Per quanto riguarda il mais, in Sicilia la produzione complessiva è di 1.445 tonnellate (dato medio 2015-2020). Se il glifosate venisse bandito, e nel caso in cui i coltivatori non ne compensasse l’assenza con maggiori interventi irrigui, la produzione regionale subirebbe una riduzione stimata tra le 120 e le 235 tonnellate circa arrivando così a una produzione annuale compresa tra le 1.210 e le 1.325 tonnellate. Si registrerebbe un aumento dei costi di produzione sino a +50,54 Euro/T (+23,4%), aggravando la dipendenza della regione e di tutta l’Italia dalle importazioni, che già oggi rappresentano il 46% del prodotto utilizzato a livello nazionale. Da tenere in conto anche che nel periodo 2016-2020, circa un quarto del mais importato dall’Italia proveniva dall’Ucraina. Sempre secondo i dati forniti da Eurostat, la produzione totale media 2015-2020 di frumento tenero ammonta a 987 tonnellate, di cui si stima la metà trattate con glifosate. Un eventuale bando della molecola provocherebbe così una diminuzione delle rese del terreno, con una riduzione delle rese stimata tra il 10% e il 20%, portando quindi a una diminuzione tra 49 e 98 tonnellate.
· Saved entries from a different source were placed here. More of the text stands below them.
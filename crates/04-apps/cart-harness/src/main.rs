//! Format, lint, build and sweep the emulator over its test cartridges.

use std::path::{Path, PathBuf};
use std::process::ExitCode;

use anyhow::{Context, Result};
use clap::{Parser, Subcommand, ValueEnum};
use command_exec::ProcessRunner;
use fixtures::{Catalog, FixtureBundle, Sweep};
use pipeline::{HarnessConfig, HarnessError, SweepReport};
use tracing::{error, info};
use tracing_subscriber::{fmt, EnvFilter};

/// Config picked up from the working directory when `--config` is absent.
const LOCAL_CONFIG: &str = "harness.toml";

/// Text rendering helpers used by the CLI commands.
mod render {
    use fixtures::{Catalog, FixtureManifest, Sweep};
    use std::fmt::Write;

    const LABEL_WIDTH: usize = 30;

    fn manifest(out: &mut String, manifest: &FixtureManifest) {
        if manifest.is_empty() {
            out.push_str("  (empty)\n");
        }
        for fixture in manifest {
            writeln!(
                out,
                "  {:<width$}  {}",
                fixture.category.label(),
                fixture.path.display(),
                width = LABEL_WIDTH
            )
            .expect("write fixture");
        }
    }

    /// Lists one or both sweeps with category tags and resolved paths.
    pub fn catalog(catalog: &Catalog, only: Option<Sweep>) -> String {
        let mut out = String::new();
        if only.map_or(true, |sweep| sweep == Sweep::Conformance) {
            let bundle = catalog.bundle();
            writeln!(
                out,
                "conformance (bundle {} -> {})",
                bundle.url,
                bundle.dir.display()
            )
            .expect("write header");
            manifest(&mut out, catalog.manifest(Sweep::Conformance));
        }
        if only.map_or(true, |sweep| sweep == Sweep::Compatibility) {
            out.push_str("compatibility\n");
            manifest(&mut out, catalog.manifest(Sweep::Compatibility));
        }
        out
    }
}

/// Build and conformance harness for the cartridge emulator.
#[derive(Parser, Debug)]
#[command(author, version, about = "Gate, build and sweep the emulator over test ROMs", long_about = None)]
struct Cli {
    /// Harness configuration (defaults to ./harness.toml, then the built-in profile).
    #[arg(long, global = true, value_name = "PATH")]
    config: Option<PathBuf>,

    /// Fixture catalog replacing the configuration's `[fixtures]` section.
    #[arg(long, global = true, value_name = "PATH")]
    fixtures: Option<PathBuf>,

    #[command(subcommand)]
    command: Option<Command>,
}

#[derive(Subcommand, Debug)]
enum Command {
    /// Format, lint and build (the default).
    Make,
    /// Build, fetch the conformance bundle if missing, run every conformance ROM.
    Test {
        /// Skip formatting and linting.
        #[arg(long)]
        skip_gate: bool,
    },
    /// Build and run every compatibility cartridge.
    TestRoms {
        /// Skip formatting and linting.
        #[arg(long)]
        skip_gate: bool,
    },
    /// Build, then run exactly one fixture.
    Run {
        /// Category label from the catalog, or a path to a cartridge.
        #[arg(value_name = "FIXTURE")]
        fixture: String,
        /// Flag passed to the emulator before the fixture (e.g. --autoplay).
        #[arg(long, value_name = "FLAG", allow_hyphen_values = true)]
        mode: Option<String>,
    },
    /// Clone the conformance bundle unless it is already present.
    Acquire,
    /// Print the fixture catalog without running anything.
    List {
        /// Restrict the listing to one sweep.
        #[arg(long, value_enum)]
        sweep: Option<SweepArg>,
    },
}

#[derive(Clone, Copy, Debug, ValueEnum)]
enum SweepArg {
    /// Instruction-set and timing ROMs from the fetched bundle.
    Conformance,
    /// Real-world cartridges at fixed local paths.
    Compatibility,
}

impl From<SweepArg> for Sweep {
    fn from(arg: SweepArg) -> Self {
        match arg {
            SweepArg::Conformance => Sweep::Conformance,
            SweepArg::Compatibility => Sweep::Compatibility,
        }
    }
}

fn main() -> ExitCode {
    init_tracing();
    let cli = Cli::parse();

    match run(cli) {
        Ok(()) => ExitCode::SUCCESS,
        Err(err) => {
            error!("{err:#}");
            ExitCode::from(exit_status(&err))
        }
    }
}

fn init_tracing() {
    let env_filter = EnvFilter::try_from_default_env().unwrap_or_else(|_| EnvFilter::new("info"));

    // Ignore error if already set (e.g., during tests).
    let _ = fmt()
        .with_env_filter(env_filter)
        .with_writer(std::io::stderr)
        .try_init();
}

/// First failing child's status, clamped into the range a process can report.
///
/// `ExitCode` carries a single byte, so statuses outside `1..=255` (possible
/// on Windows, where exit codes are 32-bit) are reported as 1 and the real
/// status only survives in the logged error.
fn exit_status(err: &anyhow::Error) -> u8 {
    let code = err
        .downcast_ref::<HarnessError>()
        .map_or(1, HarnessError::exit_code);
    u8::try_from(code).ok().filter(|c| *c != 0).unwrap_or(1)
}

fn run(cli: Cli) -> Result<()> {
    let config = load_config(cli.config.as_deref())?;
    let catalog = || load_catalog(cli.fixtures.as_deref(), &config);
    let pipeline = || config.pipeline(ProcessRunner::new());

    match cli.command.unwrap_or(Command::Make) {
        Command::Make => pipeline()?.make()?,
        Command::Test { skip_gate } => {
            let mut pipeline = pipeline()?;
            if skip_gate {
                pipeline = pipeline.skip_gate();
            }
            report(pipeline.run_conformance(&catalog()?)?);
        }
        Command::TestRoms { skip_gate } => {
            let mut pipeline = pipeline()?;
            if skip_gate {
                pipeline = pipeline.skip_gate();
            }
            report(pipeline.run_compatibility(&catalog()?)?);
        }
        Command::Run { fixture, mode } => {
            let catalog = catalog()?;
            let (path, bundle) = resolve_fixture(&catalog, &fixture);
            let acquisition = pipeline()?.run_single(&path, mode.as_deref(), bundle)?;
            if let Some(outcome) = acquisition {
                info!(?outcome, "fixture bundle ready");
            }
        }
        Command::Acquire => {
            let catalog = catalog()?;
            let outcome = pipeline()?.acquire(catalog.bundle())?;
            info!(?outcome, dir = %catalog.bundle().dir.display(), "fixture bundle ready");
        }
        Command::List { sweep } => {
            print!("{}", render::catalog(&catalog()?, sweep.map(Sweep::from)));
        }
    }

    Ok(())
}

fn load_config(explicit: Option<&Path>) -> Result<HarnessConfig> {
    let path = match explicit {
        Some(path) => path,
        None if Path::new(LOCAL_CONFIG).exists() => Path::new(LOCAL_CONFIG),
        None => return HarnessConfig::builtin().context("built-in harness profile"),
    };
    HarnessConfig::load(path).with_context(|| format!("failed to load config {path:?}"))
}

fn load_catalog(explicit: Option<&Path>, config: &HarnessConfig) -> Result<Catalog> {
    match explicit {
        Some(path) => Catalog::load(path)
            .map_err(HarnessError::from)
            .with_context(|| format!("failed to load fixture catalog {path:?}")),
        None => Ok(config.catalog()),
    }
}

/// Catalog entry for a category label or known path, else the argument as a
/// path. Conformance entries come with the bundle they live in.
fn resolve_fixture<'a>(
    catalog: &'a Catalog,
    query: &str,
) -> (PathBuf, Option<&'a FixtureBundle>) {
    match catalog.resolve(query) {
        Some(fixture) => {
            let bundle = fixture.category.is_conformance().then_some(catalog.bundle());
            (fixture.path.clone(), bundle)
        }
        None => (PathBuf::from(query), None),
    }
}

fn report(report: SweepReport) {
    info!(
        sweep = report.sweep.name(),
        fixtures = report.fixtures_run,
        acquisition = ?report.acquisition,
        "sweep passed"
    );
}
La produzione di frumento tenero risulterebbe ridimensionata, attestandosi tra le 938 e 888 tonnellate annue. Si stima un aumento dei costi di produzione sino a +43,49 euro/T (+11,5%) per questa coltura. In viticoltura, in tutta Italia e anche in Sicilia il glifosate è generalmente utilizzato a inizio e fine stagione per gestire le erbe spontanee presenti nel sottofila, cioè nello spazio tra una pianta di vite e l’altra. Da diverso tempo è diventata pratica comune mantenere queste erbe nell’interfila, procedendo con il solo sfalcio. Si stima che circa il 50% dei viticoltori italiani si avvalga del glifosate almeno una volta l’anno.
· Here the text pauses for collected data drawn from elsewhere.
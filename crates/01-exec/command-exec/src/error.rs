use std::io;

use thiserror::Error;

/// Result alias for command execution.
pub type ExecResult<T> = Result<T, ExecError>;

/// Status reported when a command could not be started at all.
pub const SPAWN_FAILURE_CODE: i32 = 127;

/// Reasons a command did not complete successfully.
#[derive(Debug, Error)]
pub enum ExecError {
    /// The program could not be started (missing executable, permissions).
    #[error("failed to spawn `{command}`: {source}")]
    Spawn {
        /// Rendered command line.
        command: String,
        /// Underlying spawn error.
        #[source]
        source: io::Error,
    },

    /// The program ran and exited with a non-zero status.
    #[error("`{command}` exited with status {code}")]
    Failed {
        /// Rendered command line.
        command: String,
        /// Exit status reported by the child.
        code: i32,
    },

    /// The program was killed before it could report a status.
    #[error("`{command}` was terminated before reporting a status")]
    Terminated {
        /// Rendered command line.
        command: String,
        /// Terminating signal, when the platform reports one.
        signal: Option<i32>,
    },
}

impl ExecError {
    /// Exit status the harness should terminate with for this failure.
    pub fn exit_code(&self) -> i32 {
        match self {
            ExecError::Spawn { .. } => SPAWN_FAILURE_CODE,
            ExecError::Failed { code, .. } => *code,
            ExecError::Terminated {
                signal: Some(signal),
                ..
            } => 128 + signal,
            ExecError::Terminated { signal: None, .. } => 1,
        }
    }
}
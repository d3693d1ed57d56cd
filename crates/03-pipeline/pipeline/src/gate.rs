//! Formatting and lint checks that must pass before a build.

use log::info;

use command_exec::{CommandLine, CommandRunner};

use crate::{HarnessError, HarnessResult, Stage};

/// Formatter followed by linter.
///
/// Either half may be absent; a gate with neither is simply a no-op.
#[derive(Debug, Clone, Default, PartialEq, Eq)]
pub struct QualityGate {
    format: Option<CommandLine>,
    lint: Option<CommandLine>,
}

impl QualityGate {
    pub fn new(format: Option<CommandLine>, lint: Option<CommandLine>) -> Self {
        Self { format, lint }
    }

    pub fn is_empty(&self) -> bool {
        self.format.is_none() && self.lint.is_none()
    }

    /// Commands in execution order, tagged with their stage.
    pub fn steps(&self) -> impl Iterator<Item = (Stage, &CommandLine)> {
        let format = self.format.as_ref().map(|cmd| (Stage::Format, cmd));
        let lint = self.lint.as_ref().map(|cmd| (Stage::Lint, cmd));
        format.into_iter().chain(lint)
    }

    /// Formats the tree in place, then lints it. Stops at the first failure.
    pub fn run<R: CommandRunner + ?Sized>(&self, runner: &mut R) -> HarnessResult<()> {
        for (stage, cmd) in self.steps() {
            info!("{stage}");
            runner
                .run(cmd)
                .map_err(|source| HarnessError::tooling(stage, source))?;
        }
        Ok(())
    }
}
In caso di divieto del glisofato

In caso di divieto d’utilizzo di erbicidi contenenti glifosate, le lavorazioni meccaniche sarebbero l’alternativa più utilizzata per la gestione delle malerbe nel sottofila, in quanto ad oggi non sono presenti sul mercato alternative chimiche altrettanto performanti. “Ma ciò comporterebbe un aumento dei costi di produzione e un impatto ambientale a causa di un maggiore uso di carburanti per alimentare tali strumenti”, spiega Maria Pia Piricò, vicepresidente di Confagricoltura Sicilia, “saremo chiamati a competere con paesi che possono utilizzare questi prodotti con perdita di quote di mercato. La nostra è un’ agricoltura rispettosa delle regole e di precisione in cui l’utilizzo di questi prodotti è altamente regolamentato”. “I dubbi sugli impatti del glifosate sulla salute pubblica sono cresciuti negli ultimi anni anche grazie a studi indipendenti”, commenta Felice Adinolfi, docente di economia e politica agroalimentare dell’Università di Bologna e direttore del centro Divulga, “servono regole comuni a livello globale ed è necessario accelerare la sperimentazione di prodotti sostenibili come l’acido pelargonico”.